◆ ASSIGNMENT: Your answer is the lines below, exactly, from the one that contains "filename src/bin/openapi.rs" through the one that contains "use crate::email::LogEmailSender;", both included.

◆ EXCERPTED DATA:
##############################

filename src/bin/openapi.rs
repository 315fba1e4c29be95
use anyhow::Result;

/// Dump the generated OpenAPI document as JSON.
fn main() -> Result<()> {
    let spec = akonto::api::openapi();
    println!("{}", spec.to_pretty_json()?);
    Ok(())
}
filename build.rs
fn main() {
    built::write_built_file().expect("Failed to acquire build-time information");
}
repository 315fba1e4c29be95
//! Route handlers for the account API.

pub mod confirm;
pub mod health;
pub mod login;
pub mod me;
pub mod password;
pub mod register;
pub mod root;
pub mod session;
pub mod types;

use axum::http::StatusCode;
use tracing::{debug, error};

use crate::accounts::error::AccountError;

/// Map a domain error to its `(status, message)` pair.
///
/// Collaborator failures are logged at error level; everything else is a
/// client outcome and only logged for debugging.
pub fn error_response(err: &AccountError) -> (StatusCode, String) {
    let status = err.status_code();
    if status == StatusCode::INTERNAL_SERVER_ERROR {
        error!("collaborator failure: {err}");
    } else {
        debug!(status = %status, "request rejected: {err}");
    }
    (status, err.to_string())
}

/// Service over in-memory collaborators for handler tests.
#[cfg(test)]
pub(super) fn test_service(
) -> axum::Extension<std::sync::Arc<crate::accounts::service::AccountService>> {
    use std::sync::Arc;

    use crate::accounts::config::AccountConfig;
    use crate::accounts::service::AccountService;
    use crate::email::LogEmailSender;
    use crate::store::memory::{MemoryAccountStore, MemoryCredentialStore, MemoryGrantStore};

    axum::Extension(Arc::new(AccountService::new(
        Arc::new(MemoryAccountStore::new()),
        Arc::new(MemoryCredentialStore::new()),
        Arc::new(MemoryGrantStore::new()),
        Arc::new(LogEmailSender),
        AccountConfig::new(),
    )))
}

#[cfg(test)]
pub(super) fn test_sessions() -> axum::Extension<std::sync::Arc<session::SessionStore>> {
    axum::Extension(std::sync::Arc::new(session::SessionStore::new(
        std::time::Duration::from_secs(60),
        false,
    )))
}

##############################

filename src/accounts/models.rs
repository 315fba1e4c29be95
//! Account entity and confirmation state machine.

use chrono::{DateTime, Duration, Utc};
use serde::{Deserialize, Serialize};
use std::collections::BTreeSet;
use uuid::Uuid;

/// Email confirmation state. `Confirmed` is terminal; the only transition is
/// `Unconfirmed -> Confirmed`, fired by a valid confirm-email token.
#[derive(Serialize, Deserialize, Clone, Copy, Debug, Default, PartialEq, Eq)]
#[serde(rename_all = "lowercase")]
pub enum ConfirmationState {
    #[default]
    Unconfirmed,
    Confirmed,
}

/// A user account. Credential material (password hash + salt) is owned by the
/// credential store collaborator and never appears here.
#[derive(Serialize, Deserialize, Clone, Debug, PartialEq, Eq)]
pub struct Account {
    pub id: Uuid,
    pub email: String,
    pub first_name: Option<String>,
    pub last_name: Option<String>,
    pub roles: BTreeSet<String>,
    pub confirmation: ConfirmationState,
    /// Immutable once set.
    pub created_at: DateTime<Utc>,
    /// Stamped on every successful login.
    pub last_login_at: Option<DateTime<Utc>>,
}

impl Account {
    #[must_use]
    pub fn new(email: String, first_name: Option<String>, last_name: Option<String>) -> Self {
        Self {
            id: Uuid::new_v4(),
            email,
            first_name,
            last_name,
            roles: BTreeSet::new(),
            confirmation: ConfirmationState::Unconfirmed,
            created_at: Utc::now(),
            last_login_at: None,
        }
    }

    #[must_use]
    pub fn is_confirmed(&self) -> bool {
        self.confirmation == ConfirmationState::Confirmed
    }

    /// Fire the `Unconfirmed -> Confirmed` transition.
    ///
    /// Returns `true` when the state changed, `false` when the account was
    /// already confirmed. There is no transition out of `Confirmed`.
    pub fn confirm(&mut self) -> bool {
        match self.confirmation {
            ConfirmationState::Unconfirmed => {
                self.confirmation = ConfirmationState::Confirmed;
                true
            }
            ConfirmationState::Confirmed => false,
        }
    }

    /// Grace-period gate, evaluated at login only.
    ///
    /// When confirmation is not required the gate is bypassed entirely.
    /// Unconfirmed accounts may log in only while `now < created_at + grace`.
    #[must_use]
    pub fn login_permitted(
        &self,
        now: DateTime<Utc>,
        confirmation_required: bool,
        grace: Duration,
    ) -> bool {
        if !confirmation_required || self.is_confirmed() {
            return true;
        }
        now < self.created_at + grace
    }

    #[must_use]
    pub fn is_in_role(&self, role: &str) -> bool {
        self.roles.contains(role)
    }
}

##############################

◆ EXERCISE SOLUTION:
filename src/bin/openapi.rs
repository 315fba1e4c29be95
use anyhow::Result;

/// Dump the generated OpenAPI document as JSON.
fn main() -> Result<()> {
    let spec = akonto::api::openapi();
    println!("{}", spec.to_pretty_json()?);
    Ok(())
}
filename build.rs
fn main() {
    built::write_built_file().expect("Failed to acquire build-time information");
}
repository 315fba1e4c29be95
//! Route handlers for the account API.

pub mod confirm;
pub mod health;
pub mod login;
pub mod me;
pub mod password;
pub mod register;
pub mod root;
pub mod session;
pub mod types;

use axum::http::StatusCode;
use tracing::{debug, error};

use crate::accounts::error::AccountError;

/// Map a domain error to its `(status, message)` pair.
///
/// Collaborator failures are logged at error level; everything else is a
/// client outcome and only logged for debugging.
pub fn error_response(err: &AccountError) -> (StatusCode, String) {
    let status = err.status_code();
    if status == StatusCode::INTERNAL_SERVER_ERROR {
        error!("collaborator failure: {err}");
    } else {
        debug!(status = %status, "request rejected: {err}");
    }
    (status, err.to_string())
}

/// Service over in-memory collaborators for handler tests.
#[cfg(test)]
pub(super) fn test_service(
) -> axum::Extension<std::sync::Arc<crate::accounts::service::AccountService>> {
    use std::sync::Arc;

    use crate::accounts::config::AccountConfig;
    use crate::accounts::service::AccountService;
    use crate::email::LogEmailSender;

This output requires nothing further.